Grosso Giacomo *
GROSSO GIACOMO
Cambiano (Torino) 1860 - Torino 1938
Allievo di A. Gastaldi all’Accademia Albertina di Torino, fece le sue prime prove traendo ritratti da fotografie. La produzione giovanile rivela l’influenza di F.P. Michetti, di G. Favretto e G. De Nittis, ammirati all’Esposizione Nazionale di Torino del 1880. Nel 1881 esordì al Circolo degli Artisti (Amusant) e dal 1882 prese parte con regolarità alle mostre annuali della Promotrice torinese. Con La cella delle pazze (presentato all’Esposizione Nazionale di Torino nel 1884, Torino, Galleria Civica d'Arte Moderna), ispirato a un'opera di G. Verga, si cimentò in un audace saggio di pittura verista, che suscitò scalpore imponendosi al-l'attenzione della critica anche per la ricerca di insoliti effetti luministici. Dopo un primo soggiorno a Parigi nel 1886 vi fece ritorno ripetutamente. Negli anni '90 dipinse tele di sicuro effetto, per le grandi dimensioni e i soggetti anticonvenzionali (La nuda, 1896, Torino, Galleria Civica d'Arte Moderna; La femme, 1895, Asti, Pinacoteca Civica). I ritratti gli furono commissionati dalla buona società torinese come segno di prestigio e ottennero riconoscimenti internazionali: a Parigi nel 1896 con Ritratto della signora Sacco-Oytana e a Vienna nel 1899 con Virginia Reyter (entrambi a Torino, Galleria Civica d'Arte Moderna).

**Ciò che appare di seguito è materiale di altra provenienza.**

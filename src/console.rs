//! Console application — a line-driven stand-in for the embedded app.
//!
//! Reads commands from a line reader (stdin in the binary) and edits its own
//! copy of the identity. Every edit sends the complete record on the
//! write-back channel.
//!
//! ```text
//! name <text>     age <text>     gender <text>     country <text>
//! show            help           quit
//! ```

use tokio::io::{AsyncBufRead, Lines};
use tokio_util::sync::CancellationToken;
use tracing::{debug, info, warn};

use crate::error::AppError;
use crate::launcher::{AppFuture, Application, WriteBack};
use crate::record::IdentityRecord;

#[derive(Debug, Clone, PartialEq, Eq)]
pub enum Command {
    /// The record was edited.
    Updated,
    Show,
    Help,
    Quit,
    Unknown(String),
}

/// Print `text` without a newline and flush so it shows before input.
pub(crate) fn prompt(text: &str) {
    use std::io::Write as _;
    print!("{text}");
    let _ = std::io::stdout().flush();
}

/// Apply one input line to `record`.
pub fn apply_command(record: &mut IdentityRecord, line: &str) -> Command {
    let line = line.trim();
    let (verb, arg) = match line.split_once(char::is_whitespace) {
        Some((verb, arg)) => (verb, arg.trim()),
        None => (line, ""),
    };

    match verb {
        "name" if !arg.is_empty() => record.name = arg.to_string(),
        "age" => record.age = Some(arg.to_string()),
        "gender" => record.gender = Some(arg.to_string()),
        "country" => record.country = Some(arg.to_string()),
        "show" => return Command::Show,
        "help" | "?" => return Command::Help,
        "quit" | "exit" => return Command::Quit,
        _ => return Command::Unknown(line.to_string()),
    }
    Command::Updated
}

pub struct ConsoleApp<R> {
    lines: Lines<R>,
}

impl<R> ConsoleApp<R>
where
    R: AsyncBufRead + Unpin + Send + 'static,
{
    pub fn new(lines: Lines<R>) -> Self {
        Self { lines }
    }
}

impl<R> Application for ConsoleApp<R>
where
    R: AsyncBufRead + Unpin + Send + 'static,
{
    fn name(&self) -> &str {
        "console"
    }

    fn launch(
        self: Box<Self>,
        flags: Option<String>,
        updates: WriteBack,
        shutdown: CancellationToken,
    ) -> AppFuture {
        Box::pin(run_console(self.lines, flags, updates, shutdown))
    }
}

async fn run_console<R>(
    mut lines: Lines<R>,
    flags: Option<String>,
    updates: WriteBack,
    shutdown: CancellationToken,
) -> Result<(), AppError>
where
    R: AsyncBufRead + Unpin + Send,
{
    let mut record = flags
        .as_deref()
        .and_then(IdentityRecord::parse)
        .ok_or_else(|| AppError::Identity("console launched without a valid identity".into()))?;

    println!("Welcome, {} (player {})", record.name, record.player_id);
    println!("Type `help` for commands.");

    loop {
        prompt("> ");

        let line = tokio::select! {
            biased;

            _ = shutdown.cancelled() => {
                info!("console shutting down");
                break;
            }

            line = lines.next_line() => line,
        };

        let input = match line {
            Ok(Some(input)) => input,
            Ok(None) => {
                info!("console input closed");
                break;
            }
            Err(e) => {
                warn!("console read error: {e}");
                break;
            }
        };
        if input.trim().is_empty() {
            continue;
        }

        match apply_command(&mut record, &input) {
            Command::Updated => {
                debug!(input = %input, "identity edited");
                updates.send(record.clone()).await?;
                println!("saved.");
            }
            Command::Show => println!("{}", record.to_json()?),
            Command::Help => {
                println!("name <text> | age <text> | gender <text> | country <text> | show | quit")
            }
            Command::Quit => break,
            Command::Unknown(cmd) => println!("unknown command: {cmd} (try `help`)"),
        }
    }

    Ok(())
}
//! Identity record — the persisted player identity.
//!
//! Stored as one JSON object:
//! ```json
//! {"player_id":"1-2-3-4","name":"Guest 3F2","age":"29","gender":"F","country":"NZ"}
//! ```
//! `age`, `gender` and `country` are omitted until the first-run form has
//! been submitted. Fields this crate does not know about are carried in
//! [`IdentityRecord::extra`] so records written by the application survive a
//! load/save cycle untouched.
//!
//! Only `player_id` and `name` decide validity. An optional field holding a
//! non-string value is kept verbatim in `extra` and reads as unset.

use std::collections::BTreeMap;

use serde::{Deserialize, Serialize};
use serde_json::Value;
use tracing::debug;

use crate::error::AppError;

/// Optional string fields, read leniently.
const OPTIONAL_FIELDS: [&str; 3] = ["age", "gender", "country"];

#[derive(Debug, Clone, PartialEq, Eq, Serialize, Deserialize)]
pub struct IdentityRecord {
    #[serde(default)]
    pub player_id: String,
    #[serde(default)]
    pub name: String,
    #[serde(default, skip_serializing_if = "Option::is_none")]
    pub age: Option<String>,
    #[serde(default, skip_serializing_if = "Option::is_none")]
    pub gender: Option<String>,
    #[serde(default, skip_serializing_if = "Option::is_none")]
    pub country: Option<String>,
    #[serde(flatten)]
    pub extra: BTreeMap<String, Value>,
}

impl IdentityRecord {
    pub fn new(player_id: impl Into<String>, name: impl Into<String>) -> Self {
        Self {
            player_id: player_id.into(),
            name: name.into(),
            age: None,
            gender: None,
            country: None,
            extra: BTreeMap::new(),
        }
    }

    /// Parse a stored value. Returns `None` for malformed JSON, a
    /// non-string `player_id` or `name`, or a record missing either.
    pub fn parse(raw: &str) -> Option<Self> {
        let mut fields = match serde_json::from_str::<serde_json::Map<String, Value>>(raw) {
            Ok(fields) => fields,
            Err(e) => {
                debug!("stored identity is malformed: {e}");
                return None;
            }
        };

        let mut stashed = BTreeMap::new();
        for key in OPTIONAL_FIELDS {
            let odd = fields.get(key).is_some_and(|v| !v.is_string() && !v.is_null());
            if odd {
                if let Some(value) = fields.remove(key) {
                    debug!(field = key, "non-string optional field kept as extra");
                    stashed.insert(key.to_string(), value);
                }
            }
        }

        match serde_json::from_value::<Self>(Value::Object(fields)) {
            Ok(mut record) if record.is_valid() => {
                record.extra.extend(stashed);
                Some(record)
            }
            Ok(_) => {
                debug!("stored identity lacks player_id or name");
                None
            }
            Err(e) => {
                debug!("stored identity is malformed: {e}");
                None
            }
        }
    }

    /// Both required fields are present and non-empty.
    pub fn is_valid(&self) -> bool {
        !self.player_id.is_empty() && !self.name.is_empty()
    }

    /// Serialise for storage. A set optional field replaces any raw value
    /// of the same name held in `extra`.
    pub fn to_json(&self) -> Result<String, AppError> {
        let set = [
            ("age", self.age.is_some()),
            ("gender", self.gender.is_some()),
            ("country", self.country.is_some()),
        ];
        let result = if set.iter().any(|(key, is_set)| *is_set && self.extra.contains_key(*key)) {
            let mut out = self.clone();
            for (key, is_set) in set {
                if is_set {
                    out.extra.remove(key);
                }
            }
            serde_json::to_string(&out)
        } else {
            serde_json::to_string(self)
        };
        result.map_err(|e| AppError::Identity(format!("cannot serialise identity: {e}")))
    }
}

#[cfg(test)]
mod tests {
    use super::*;

    #[test]
    fn parses_minimal_record() {
        let r = IdentityRecord::parse(r#"{"player_id":"a-b-c-d","name":"Guest 3F2"}"#).unwrap();
        assert_eq!(r, IdentityRecord::new("a-b-c-d", "Guest 3F2"));
    }

    #[test]
    fn rejects_missing_or_empty_required_fields() {
        assert!(IdentityRecord::parse(r#"{"name":"Guest 1"}"#).is_none());
        assert!(IdentityRecord::parse(r#"{"player_id":"x"}"#).is_none());
        assert!(IdentityRecord::parse(r#"{"player_id":"","name":"Guest 1"}"#).is_none());
        assert!(IdentityRecord::parse(r#"{"player_id":"x","name":""}"#).is_none());
    }

    #[test]
    fn rejects_malformed_values() {
        for raw in ["", "null", "42", "\"user\"", "[]", "{", "{\"player_id\":"] {
            assert!(IdentityRecord::parse(raw).is_none(), "accepted {raw:?}");
        }
    }

    #[test]
    fn rejects_non_string_required_fields() {
        assert!(IdentityRecord::parse(r#"{"player_id":123,"name":"Guest 1"}"#).is_none());
        assert!(IdentityRecord::parse(r#"{"player_id":"x","name":false}"#).is_none());
    }

    #[test]
    fn non_string_optional_field_keeps_identity() {
        let raw = r#"{"player_id":"a-b-c-d","name":"Guest 3F2","age":29,"country":["NZ"]}"#;
        let r = IdentityRecord::parse(raw).unwrap();
        assert_eq!(r.player_id, "a-b-c-d");
        assert_eq!(r.age, None);
        assert_eq!(r.country, None);
        assert_eq!(r.extra.get("age"), Some(&serde_json::json!(29)));

        let again: Value = serde_json::from_str(&r.to_json().unwrap()).unwrap();
        assert_eq!(again, serde_json::from_str::<Value>(raw).unwrap());
    }

    #[test]
    fn setting_optional_field_replaces_raw_value() {
        let mut r = IdentityRecord::parse(r#"{"player_id":"p","name":"n","age":29}"#).unwrap();
        r.age = Some("30".into());
        assert_eq!(r.to_json().unwrap(), r#"{"player_id":"p","name":"n","age":"30"}"#);
    }

    #[test]
    fn null_optional_fields_read_as_absent() {
        let r = IdentityRecord::parse(r#"{"player_id":"p","name":"n","age":null}"#).unwrap();
        assert_eq!(r.age, None);
    }

    #[test]
    fn absent_optional_fields_are_not_serialised() {
        let json = IdentityRecord::new("p", "n").to_json().unwrap();
        assert_eq!(json, r#"{"player_id":"p","name":"n"}"#);
    }

    #[test]
    fn unknown_fields_survive_round_trip() {
        let raw = r#"{"player_id":"p","name":"n","country":"NZ","theme":"dark","wins":3}"#;
        let r = IdentityRecord::parse(raw).unwrap();
        assert_eq!(r.extra.get("theme"), Some(&serde_json::json!("dark")));
        let again = IdentityRecord::parse(&r.to_json().unwrap()).unwrap();
        assert_eq!(r, again);
    }
}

A partire dal 1901 si recò spesso in Argentina, mentre dal 1906 fu titolare della cattedra di pittura all’Accademia Albertina. Si dedicò saltuariamente anche al paesaggio, realizzando vedute di Torino, di Venezia e delle Alpi. Nel 1912, la Biennale di Venezia gli dedicò una mostra personale con trentaquattro opere.
Grosso Alberto *
GROSSO ALBERTO
Torino 1860 - San Remo (Imperia) 1928
Autodidatta, fu acquafortista di successo e pittore di paesaggi avondiani,nella tradizione del tardo Romanticismo ligure –piemontese (Loggia dell’antica casa detta del Vescovo, 1899, Torino Galleria Civica d’Arte Moderna). Dal 1881 si presentò saltuariamente alle rassegne della Società Promotrice di Torino (Spiaggia a Quinto; 1882, Balbianello sul Lago di Como; 1891, Studi dal vero; 1896, Soffio di grecale). Sempre a Torino, partecipò all'Esposizione Generale Italiana del 1884 con alcuni paesaggi, vedute e marine; l'anno seguente inviò a Genova l'olio In Novembre. Poco assiduo alle mostre italiane, espose e fu apprezzato soprattutto a Parigi. Nei primi anni del Novecento si trasferì a San Remo.
Grossi Carlo *
GROSSI CARLO
Carpi (Modena) 1857 - Milano 1931
Appartenente alla colta borghesia carpigiana, frequentò le lezioni private di L. Rossi per iscriversi poi all’Accademia modenese di Belle Arti. A Carpi decorò fastosamente, con ampi pannelli murali, la sala dei ricevimenti di Palazzo Foresti, dipingendo in un clima ormai decisamente liberty, sinuose figure femminili con le ore del giorno e della notte immerse in un elegante gioco di fronde e fiori. Si specializzò nelle nature morte e nelle composizioni floreali (Carpi, Museo Civico), interesse confermato anche dalle opere presentate a Brera fra il 1887 e il 1896 dopo il suo definitivo trasferimento a Milano.